When I think about the course of my career, I think about BJ Evans, Rob Wilson, Tim Donovan, Andy Elisberg. Jay Sabol, Marjie Kates, Shivani Desai, Tim Grover and the entire Arison family.

I think about the Buss family in Los Angeles. Mitch Kupchak. Magic Johnson. Alison Bogli, Eugenia Chow.

In Washington: Ernie Grunfeld, Milt Newton, Tommy Amaker, Sashia Jones. Candace. Susan O’Malley.

In Dallas: Mark Cuban and Rick Carlisle.

My Clippers team: Blake Griffin, DeAndre Jordan, CP3 — you guys gave me new life when I came back to Los Angeles after a year of injury.

Jayne Kamin-Oncea/USA TODAY Sports

Matt Barnes, Lamar Odom, Chauncey Billups, my idol Grant Hill. I never imagined in a million years I’d ever be able to share the stage with someone like you.

Milwaukee. It was always my dream to be able to play in a Bucks uniform. John Hammond and Senator Kohl made that happen. Honestly, everybody in Milwaukee. There’s nothing like playing in your home state. Thank you all for being a part of that experience.

OKC — Sam Presti. KD and Russell Westbrook.

Detroit — Tom Gores. It was great being able to reunite with Stan Van Gundy, and playing with my brothers Andre Drummond, Reggie Jackson and KCP.

Vlade Divac — who called me when I was on my couch in 2016, thinking my career was over, and I got to spend a year playing with Rajon and Boogie in Sacramento.
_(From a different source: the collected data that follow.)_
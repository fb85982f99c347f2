//! Replay executor: the orchestration context, step dispatch, the activity
//! retry loop, and recursive sub-orchestration execution.
//!
//! The body of an orchestration is re-evaluated from its start on every
//! resume. For each step the context claims the next sequence number and
//! consults the checkpoint log: an existing record binds without invoking
//! anything; a missing record means the step runs now and its outcome is
//! appended before the body proceeds. The body itself must be a pure
//! function of its input and prior step outputs.

use std::future::Future;
use std::sync::{Arc, Mutex, MutexGuard};

use futures::future::BoxFuture;
use tracing::{debug, error, info, warn};

use crate::codec::{Codec, Json};
use crate::error::ActivityError;
use crate::providers::CheckpointStore;
use crate::retry::RetryPolicy;
use crate::runtime::registry::{ActivityRegistry, OrchestrationRegistry};
use crate::{
    fingerprint, now_ms, CheckpointRecord, InstanceDescriptor, InstanceStatus, StepKind, StepOutcome,
};

/// Store and registries shared by every execution under one runtime.
pub(crate) struct RuntimeInner {
    pub(crate) store: Arc<dyn CheckpointStore>,
    pub(crate) activities: ActivityRegistry,
    pub(crate) orchestrations: OrchestrationRegistry,
}

struct CtxInner {
    /// Next sequence number to claim.
    cursor: u64,
    /// Snapshot of the checkpoint log taken when execution (re)started.
    recorded: Vec<CheckpointRecord>,
    /// Deterministic logical clock: created_at advanced to each bound record.
    logical_time_ms: u64,
    /// Engine-invariant violation latched for the runtime. The body may
    /// swallow the step error, but a latched fatal still fails the instance.
    fatal: Option<String>,
}

/// Handle given to an orchestration body. Exposes exactly the deterministic
/// surface a workflow definition is allowed to use: activity calls,
/// sub-orchestration calls, and the logical clock.
#[derive(Clone)]
pub struct OrchestrationContext {
    instance: Arc<String>,
    runtime: Arc<RuntimeInner>,
    inner: Arc<Mutex<CtxInner>>,
}

impl OrchestrationContext {
    pub fn instance(&self) -> &str {
        &self.instance
    }

    /// True while the next step would bind from the checkpoint log. Used by
    /// the `durable_*!` macros to keep resumes from duplicating log lines.
    pub fn is_replaying(&self) -> bool {
        let g = self.lock();
        g.cursor < g.recorded.len() as u64
    }

    /// Deterministic logical clock in epoch milliseconds: the instance
    /// creation time, advanced to the timestamp of each bound checkpoint.
    /// Replays observe exactly the values the original run observed.
    pub fn current_logical_time_ms(&self) -> u64 {
        self.lock().logical_time_ms
    }

    /// Invoke an activity as a single checkpointed step with no retries.
    pub async fn call_activity(
        &self,
        name: impl Into<String>,
        input: impl Into<String>,
    ) -> Result<String, String> {
        self.call_activity_with_retry(name, input, RetryPolicy::none()).await
    }

    /// Invoke an activity as a single checkpointed step, retrying transient
    /// failures per the policy. Individual attempts are not durable; only
    /// the final outcome of the attempt sequence is checkpointed.
    pub async fn call_activity_with_retry(
        &self,
        name: impl Into<String>,
        input: impl Into<String>,
        policy: RetryPolicy,
    ) -> Result<String, String> {
        let name = name.into();
        let input = input.into();
        let runtime = Arc::clone(&self.runtime);
        let invoke = invoke_activity(runtime, name.clone(), input.clone(), policy);
        self.run_step(StepKind::Activity, &name, &input, invoke).await
    }

    pub async fn call_activity_typed<In, Out>(
        &self,
        name: impl Into<String>,
        input: &In,
    ) -> Result<Out, String>
    where
        In: serde::Serialize,
        Out: serde::de::DeserializeOwned,
    {
        let payload = Json::encode(input)?;
        let out = self.call_activity(name, payload).await?;
        Json::decode(&out)
    }

    pub async fn call_activity_with_retry_typed<In, Out>(
        &self,
        name: impl Into<String>,
        input: &In,
        policy: RetryPolicy,
    ) -> Result<Out, String>
    where
        In: serde::Serialize,
        Out: serde::de::DeserializeOwned,
    {
        let payload = Json::encode(input)?;
        let out = self.call_activity_with_retry(name, payload, policy).await?;
        Json::decode(&out)
    }

    /// Invoke a named orchestration as a nested instance folded into a single
    /// step of this one. The child runs under its own deterministic id
    /// (`"{parent}::{sequence}"`) with its own independently numbered
    /// checkpoint log; only its terminal result is recorded against this
    /// instance's sequence. A child failure surfaces as `Err` here; whether
    /// that aborts this instance or becomes partial-failure data is the
    /// body's explicit decision.
    pub async fn call_sub_orchestration(
        &self,
        name: impl Into<String>,
        input: impl Into<String>,
    ) -> Result<String, String> {
        let name = name.into();
        let input = input.into();
        // Steps within an instance never run concurrently, so the cursor we
        // observe here is the sequence run_step will claim next.
        let sequence = self.lock().cursor;
        let child = format!("{}::{:04}", self.instance, sequence);
        let runtime = Arc::clone(&self.runtime);
        let invoke = execute_sub_orchestration(runtime, child, name.clone(), input.clone());
        self.run_step(StepKind::SubOrchestration, &name, &input, invoke).await
    }

    pub async fn call_sub_orchestration_typed<In, Out>(
        &self,
        name: impl Into<String>,
        input: &In,
    ) -> Result<Out, String>
    where
        In: serde::Serialize,
        Out: serde::de::DeserializeOwned,
    {
        let payload = Json::encode(input)?;
        let out = self.call_sub_orchestration(name, payload).await?;
        Json::decode(&out)
    }

    fn lock(&self) -> MutexGuard<'_, CtxInner> {
        self.inner.lock().expect("context lock poisoned")
    }

    fn latch_fatal(&self, message: String) {
        let mut g = self.lock();
        if g.fatal.is_none() {
            g.fatal = Some(message);
        }
    }

    fn take_fatal(&self) -> Option<String> {
        self.lock().fatal.take()
    }

    /// One checkpointed step: bind from the log if a record exists at the
    /// claimed sequence, otherwise invoke now and append the outcome before
    /// returning it.
    async fn run_step<F>(
        &self,
        kind: StepKind,
        name: &str,
        input: &str,
        invoke: F,
    ) -> Result<String, String>
    where
        F: Future<Output = Result<String, String>>,
    {
        let fp = fingerprint(input);
        let (sequence, recorded) = {
            let mut g = self.lock();
            let sequence = g.cursor;
            g.cursor += 1;
            (sequence, g.recorded.get(sequence as usize).cloned())
        };

        if let Some(rec) = recorded {
            if rec.step_name != name || rec.kind != kind || rec.input_fingerprint != fp {
                let msg = format!(
                    "sequence {sequence}: recorded step '{}' ({:?}, fp {}) does not match requested step '{}' ({:?}, fp {})",
                    rec.step_name, rec.kind, rec.input_fingerprint, name, kind, fp
                );
                error!(instance = %self.instance, %msg, "nondeterministic workflow body");
                self.latch_fatal(format!("nondeterministic workflow body: {msg}"));
                return Err(format!("nondeterministic workflow body: {msg}"));
            }
            self.lock().logical_time_ms = rec.timestamp_ms;
            debug!(instance = %self.instance, step = name, sequence, "step bound from checkpoint");
            return match rec.outcome {
                StepOutcome::Completed { result } => Ok(result),
                StepOutcome::Failed { error } => Err(error),
            };
        }

        let outcome = match invoke.await {
            Ok(result) => StepOutcome::Completed { result },
            Err(error) => StepOutcome::Failed { error },
        };
        let record = CheckpointRecord {
            sequence,
            step_name: name.to_string(),
            kind,
            input_fingerprint: fp,
            outcome: outcome.clone(),
            timestamp_ms: now_ms(),
        };
        if let Err(e) = self.runtime.store.append(&self.instance, record.clone()).await {
            let msg = format!("checkpoint append failed at sequence {sequence}: {e}");
            error!(instance = %self.instance, step = name, %msg, "aborting instance");
            self.latch_fatal(msg.clone());
            return Err(msg);
        }
        self.lock().logical_time_ms = record.timestamp_ms;
        debug!(instance = %self.instance, step = name, sequence, "step checkpointed");
        match outcome {
            StepOutcome::Completed { result } => Ok(result),
            StepOutcome::Failed { error } => Err(error),
        }
    }
}

/// The activity invoker: resolve the handler and drive its attempt sequence
/// under the step's retry policy.
async fn invoke_activity(
    runtime: Arc<RuntimeInner>,
    name: String,
    input: String,
    policy: RetryPolicy,
) -> Result<String, String> {
    let Some(handler) = runtime.activities.get(&name) else {
        return Err(format!("unregistered activity: {name}"));
    };
    let mut attempt: u32 = 1;
    loop {
        match handler.invoke(input.clone()).await {
            Ok(result) => return Ok(result),
            Err(ActivityError::Permanent(e)) => {
                warn!(activity = %name, attempt, error = %e, "activity failed permanently");
                return Err(e);
            }
            Err(ActivityError::Transient(e)) => match policy.delay_for_attempt(attempt) {
                Some(delay) => {
                    warn!(
                        activity = %name,
                        attempt,
                        backoff_ms = delay.as_millis() as u64,
                        error = %e,
                        "activity failed; retrying"
                    );
                    tokio::time::sleep(delay).await;
                    attempt += 1;
                }
                None => {
                    warn!(activity = %name, attempt, error = %e, "activity retries exhausted");
                    return Err(format!("activity '{name}' failed after {attempt} attempt(s): {e}"));
                }
            },
        }
    }
}

/// Run a sub-orchestration to its terminal status under a deterministic child
/// id. A child left over from an interrupted parent execution is picked up
/// and resumed rather than recreated.
async fn execute_sub_orchestration(
    runtime: Arc<RuntimeInner>,
    child: String,
    orchestration: String,
    input: String,
) -> Result<String, String> {
    let descriptor = match runtime.store.read_instance(&child).await {
        Ok(Some(existing)) => existing,
        Ok(None) => {
            let descriptor = InstanceDescriptor {
                instance: child.clone(),
                orchestration: orchestration.clone(),
                input: input.clone(),
                created_at_ms: now_ms(),
            };
            if let Err(e) = runtime.store.create_instance(&descriptor).await {
                return Err(format!("create sub-orchestration '{child}': {e}"));
            }
            descriptor
        }
        Err(e) => return Err(format!("read sub-orchestration '{child}': {e}")),
    };
    if let Ok(Some(status)) = runtime.store.read_status(&child).await {
        if status.is_terminal() {
            return terminal_to_result(&child, status);
        }
    }
    let status = execute_instance(runtime, descriptor).await;
    terminal_to_result(&child, status)
}

fn terminal_to_result(child: &str, status: InstanceStatus) -> Result<String, String> {
    match status {
        InstanceStatus::Completed { output } => Ok(output),
        InstanceStatus::Failed { error } => Err(error),
        InstanceStatus::Running => {
            Err(format!("sub-orchestration '{child}' did not reach a terminal status"))
        }
    }
}

/// Execute one instance to a terminal status: snapshot its log, re-run the
/// body (binding recorded steps), then persist the terminal status. Boxed
/// because sub-orchestrations recurse into it.
pub(crate) fn execute_instance(
    runtime: Arc<RuntimeInner>,
    descriptor: InstanceDescriptor,
) -> BoxFuture<'static, InstanceStatus> {
    Box::pin(async move {
        let instance = descriptor.instance.clone();
        let Some(handler) = runtime.orchestrations.get(&descriptor.orchestration) else {
            let error = format!("unregistered orchestration: {}", descriptor.orchestration);
            error!(instance = %instance, %error, "instance cannot run");
            return finish(&runtime, &instance, InstanceStatus::Failed { error }).await;
        };
        let recorded = match runtime.store.read_all(&instance).await {
            Ok(records) => records,
            Err(e) => {
                let error = format!("checkpoint log unreadable: {e}");
                error!(instance = %instance, %error, "instance cannot run");
                return finish(&runtime, &instance, InstanceStatus::Failed { error }).await;
            }
        };
        debug!(
            instance = %instance,
            orchestration = %descriptor.orchestration,
            recorded_steps = recorded.len(),
            "executing instance"
        );
        let ctx = OrchestrationContext {
            instance: Arc::new(instance.clone()),
            runtime: Arc::clone(&runtime),
            inner: Arc::new(Mutex::new(CtxInner {
                cursor: 0,
                recorded,
                logical_time_ms: descriptor.created_at_ms,
                fatal: None,
            })),
        };
        let body = handler.invoke(ctx.clone(), descriptor.input.clone()).await;
        let status = match (ctx.take_fatal(), body) {
            (Some(fatal), _) => InstanceStatus::Failed { error: fatal },
            (None, Ok(output)) => InstanceStatus::Completed { output },
            (None, Err(error)) => InstanceStatus::Failed { error },
        };
        finish(&runtime, &instance, status).await
    })
}

async fn finish(
    runtime: &Arc<RuntimeInner>,
    instance: &str,
    status: InstanceStatus,
) -> InstanceStatus {
    if let Err(e) = runtime.store.set_status(instance, status.clone()).await {
        error!(instance, error = %e, "failed to persist terminal status");
    }
    match &status {
        InstanceStatus::Completed { .. } => info!(instance, "instance completed"),
        InstanceStatus::Failed { error } => error!(instance, %error, "instance failed"),
        InstanceStatus::Running => {}
    }
    status
}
Raymond Brothers, the NBPA and Michelle Roberts, Melvin Claybrook, Jarvis McMillan, Richard Butler, David Stern, Adam Silver, Kate Skidmore, Chrysa Chin, Britney Thompson, Carmen Wilson. The father I never had, UConn coach Jim Calhoun. My prep school coach Max Goode. Steve Springer, Dana Newman, Mark Wahlberg, Rick Martinez, my publicists Kelly Swanson and Lisa Milner….
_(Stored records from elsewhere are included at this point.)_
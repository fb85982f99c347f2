use std::time::Duration;

use serde::Serialize;

use crate::codec::{Codec, Json};
use crate::error::EngineError;
use crate::runtime::{Runtime, StartOutcome, WaitError};
use crate::{now_ms, InstanceStatus};

/// Thin trigger surface over a runtime.
///
/// Two entry points funnel into the scheduler: a scheduled trigger producing
/// a deterministic instance id per period key (duplicate timer fires for the
/// same period collapse into one instance), and a manual trigger producing a
/// timestamped id for ad-hoc runs.
pub struct Client {
    runtime: Runtime,
}

impl Client {
    pub fn new(runtime: Runtime) -> Self {
        Self { runtime }
    }

    /// Deterministic id for a scheduled run, e.g. `("daily", "2025-01-15")`
    /// -> `"daily-2025-01-15"`.
    pub fn scheduled_instance_id(trigger: &str, period_key: &str) -> String {
        format!("{trigger}-{period_key}")
    }

    /// Timestamped id for a manual run.
    pub fn manual_instance_id(trigger: &str, timestamp_ms: u64) -> String {
        format!("{trigger}-manual-{timestamp_ms}")
    }

    /// Start an orchestration under the deterministic id for this trigger and
    /// period key. A second fire while the period's instance is running is
    /// refused by the scheduler; a fire after it finished starts a fresh run.
    pub async fn start_scheduled(
        &self,
        trigger: &str,
        period_key: &str,
        orchestration: &str,
        input: impl Into<String>,
    ) -> Result<(String, StartOutcome), EngineError> {
        let instance = Self::scheduled_instance_id(trigger, period_key);
        let outcome = self
            .runtime
            .start_if_not_running(&instance, orchestration, input)
            .await?;
        Ok((instance, outcome))
    }

    pub async fn start_scheduled_typed<In: Serialize>(
        &self,
        trigger: &str,
        period_key: &str,
        orchestration: &str,
        input: &In,
    ) -> Result<(String, StartOutcome), EngineError> {
        let payload = Json::encode(input).map_err(EngineError::Codec)?;
        self.start_scheduled(trigger, period_key, orchestration, payload).await
    }

    /// Start an orchestration under a fresh timestamped id.
    pub async fn start_manual(
        &self,
        trigger: &str,
        orchestration: &str,
        input: impl Into<String>,
    ) -> Result<(String, StartOutcome), EngineError> {
        let instance = Self::manual_instance_id(trigger, now_ms());
        let outcome = self
            .runtime
            .start_if_not_running(&instance, orchestration, input)
            .await?;
        Ok((instance, outcome))
    }

    pub async fn start_manual_typed<In: Serialize>(
        &self,
        trigger: &str,
        orchestration: &str,
        input: &In,
    ) -> Result<(String, StartOutcome), EngineError> {
        let payload = Json::encode(input).map_err(EngineError::Codec)?;
        self.start_manual(trigger, orchestration, payload).await
    }

    pub async fn status(&self, instance: &str) -> Result<InstanceStatus, EngineError> {
        self.runtime.status(instance).await
    }

    pub async fn wait_for_completion(
        &self,
        instance: &str,
        timeout: Duration,
    ) -> Result<InstanceStatus, WaitError> {
        self.runtime.wait_for_completion(instance, timeout).await
    }
}
//! This module defines traits for interacting with the application's
//! database, along with schema initialization and system category seeding.

use chrono::Utc;
use rusqlite::{Connection, Row, Transaction as SqlTransaction};

use crate::{
    Error,
    stores::sqlite::{SQLiteCategoryStore, SQLiteTransactionStore, SQLiteUserStore},
};

/// A trait for adding an object schema to a database.
pub trait CreateTable {
    /// Create a table for the model.
    ///
    /// # Errors
    /// Returns an error if there is an SQL error.
    fn create_table(connection: &Connection) -> Result<(), rusqlite::Error>;
}

/// A trait for mapping from a `rusqlite::Row` from a SQLite database to a
/// concrete rust type.
pub trait MapRow {
    /// The type that rows are mapped to.
    type ReturnType;

    /// Convert a row into a concrete type.
    ///
    /// **Note:** This function expects that the row object contains all the
    /// table columns in the order they were defined.
    ///
    /// # Errors
    /// Returns an error if a row item cannot be converted into the
    /// corresponding rust type, or if an invalid column index was used.
    fn map_row(row: &Row) -> Result<Self::ReturnType, rusqlite::Error> {
        Self::map_row_with_offset(row, 0)
    }

    /// Convert a row into a concrete type.
    ///
    /// The `offset` indicates which column the row should be read from. This
    /// is useful in cases where tables have been joined and you want to
    /// construct two different types from the one query.
    ///
    /// # Errors
    /// Returns an error if a row item cannot be converted into the
    /// corresponding rust type, or if an invalid column index was used.
    fn map_row_with_offset(row: &Row, offset: usize) -> Result<Self::ReturnType, rusqlite::Error>;
}

/// Create the application tables if they do not exist.
///
/// Foreign key enforcement is switched on for the connection; deleting a
/// category that transactions still reference is rejected by the schema.
///
/// # Errors
/// Returns an error if the database could not be modified.
pub fn initialize(connection: &Connection) -> Result<(), Error> {
    connection.pragma_update(None, "foreign_keys", "ON")?;

    let transaction =
        SqlTransaction::new_unchecked(connection, rusqlite::TransactionBehavior::Exclusive)?;

    SQLiteUserStore::create_table(&transaction)?;
    SQLiteCategoryStore::create_table(&transaction)?;
    SQLiteTransactionStore::create_table(&transaction)?;

    transaction.commit()?;

    Ok(())
}

/// The built-in categories every user sees: name, icon, color.
const SYSTEM_EXPENSE_CATEGORIES: [(&str, &str, &str); 10] = [
    ("Dining", "🍽️", "#FF6B6B"),
    ("Transport", "🚗", "#4ECDC4"),
    ("Shopping", "🛒", "#FFE66D"),
    ("Entertainment", "🎮", "#A8E6CF"),
    ("Health", "💊", "#FF8B94"),
    ("Housing", "🏠", "#C7CEEA"),
    ("Education", "📚", "#FFDAB9"),
    ("Snacks", "🍭", "#FFB6D9"),
    ("Daily Necessities", "🧴", "#A0E7E5"),
    ("Other Expenses", "💸", "#B4A7D6"),
];

const SYSTEM_INCOME_CATEGORIES: [(&str, &str, &str); 5] = [
    ("Salary", "💰", "#06D6A0"),
    ("Part-time", "💼", "#118AB2"),
    ("Investment", "📈", "#EF476F"),
    ("Gifts", "🧧", "#FFD166"),
    ("Other Income", "💵", "#06FFA5"),
];

/// Seed the built-in system categories.
///
/// Idempotent: categories that already exist (matched by name and type) are
/// left untouched, so this can run on every server start.
///
/// # Errors
/// Returns an error if the database could not be modified.
pub fn seed_system_categories(connection: &Connection) -> Result<(), Error> {
    let transaction =
        SqlTransaction::new_unchecked(connection, rusqlite::TransactionBehavior::Deferred)?;

    {
        let mut exists_statement = transaction.prepare(
            "SELECT EXISTS (
                SELECT 1 FROM category
                WHERE name = ?1 AND type = ?2 AND is_system = 1
            )",
        )?;
        let mut insert_statement = transaction.prepare(
            "INSERT INTO category
                (name, type, icon, color, is_system, user_id, sort_order, created_at)
             VALUES (?1, ?2, ?3, ?4, 1, NULL, ?5, ?6)",
        )?;

        for (category_type, categories) in [
            ("expense", SYSTEM_EXPENSE_CATEGORIES.as_slice()),
            ("income", SYSTEM_INCOME_CATEGORIES.as_slice()),
        ] {
            for (position, (name, icon, color)) in categories.iter().enumerate() {
                let already_seeded: bool =
                    exists_statement.query_row((name, category_type), |row| row.get(0))?;

                if already_seeded {
                    continue;
                }

                insert_statement.execute((
                    name,
                    category_type,
                    icon,
                    color,
                    position as i64 + 1,
                    Utc::now(),
                ))?;
            }
        }
    }

    transaction.commit()?;

    Ok(())
}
This guy needs to be on his own line: My brother forever, Rasual Butler, who recently passed. I’ll always remember the two of us coming into this league together. Like me, Rasual played for a handful of teams in his career, and he had all the things I admire in a person, not just in a basketball player — hard work, professionalism, positivity, sportsmanship. He was a teammate’s teammate. The NBA family will miss you, man.

And to the fans — you will never know the joy you brought me. Thank you. I hope that when you think of the name Caron Butler, you remember how much I loved and respected the game. I hope you have an image of a guy who gave it everything he had, physically and mentally. I know it’s a cliché, but this really was more than a game for me — it was what saved me from a very grim future.

I still think back fondly about that first flight to Miami in 2002, with my family on the Heat’s team plane — not because it was expensive or extravagant or because I got to go to the beach for the first time. It’s because it was the first time in my life I ever really felt like I was going somewhere.

Playing in the NBA was a dream — I got to spend 16 years with all of these great teammates and coaches. It was better than I ever could’ve imagined. I may be retiring from the game, but I’ll stay close to it. I’ll be around it in some form or another.

I just want you all to know that I had the time of my life, and that you helped make that possible.